AbstractThe sequestration of atmospheric CO2 in seagrass meadows as organic carbon (OC) has been attracting more attention as a means for climate change mitigation and adaptation. A direct method to detect seagrass DNA in coastal sediments, which is essential to unravel long‐term seagrass‐derived OC accumulation, was developed based on environmental DNA (eDNA) detection techniques. Quantitative real‐time polymerase chain reaction (qPCR) and droplet digital PCR (ddPCR) were applied to quantify Zostera marina DNA in coastal sediments, using species‐specific primers and dual‐labeled probes for one nuclear and one chloroplast gene. Suitable pretreatments and methods for extracting Z. marina DNA from coastal sediments were examined and their applicability to environmental samples was demonstrated.
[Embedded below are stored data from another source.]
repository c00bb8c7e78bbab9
use crate::domain::ports::Storage;
use crate::utils::error::Result;
use std::path::{Path, PathBuf};

/// Writes files relative to `base_path`. Absolute paths are used as given.
#[derive(Debug, Clone)]
pub struct LocalStorage {
    base_path: PathBuf,
}

impl LocalStorage {
    pub fn new(base_path: impl Into<PathBuf>) -> Self {
        Self {
            base_path: base_path.into(),
        }
    }
}

impl Storage for LocalStorage {
    async fn write_file(&self, path: &str, data: &[u8]) -> Result<()> {
        let full_path = Path::new(&self.base_path).join(path);

        if let Some(parent) = full_path.parent() {
            tokio::fs::create_dir_all(parent).await?;
        }

        tokio::fs::write(&full_path, data).await?;
        tracing::debug!("Wrote {} bytes to {}", data.len(), full_path.display());
        Ok(())
    }
}
#[cfg(feature = "cli")]
pub mod cli;
pub mod toml_config;

#[cfg(feature = "cli")]
pub use cli::{CliConfig, Command};
pub use toml_config::TomlConfig;
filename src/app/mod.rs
pub mod assistant;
Surface sediments collected from Z. marina meadows contained about 2000 times more Z. marina DNA than the unvegetated tidal‐flats in the Seto Inland Sea. Moreover, both qPCR and ddPCR successfully detected Z. marina DNA in ancient sediments (up to 5000 calibrated years before present), evidencing that Z. marina DNA can be preserved in temperate coastal sediments for several millennia. In addition, qPCR and ddPCR results obtained in the present study were highly correlated, although the latter was more accurate than qPCR, particularly at low eDNA concentrations in ancient sediments. This work opens avenues to explore and clarify the process of the sequestration of OC produced by Z. marina and demonstrate the presence of past seagrass meadows from several millennia.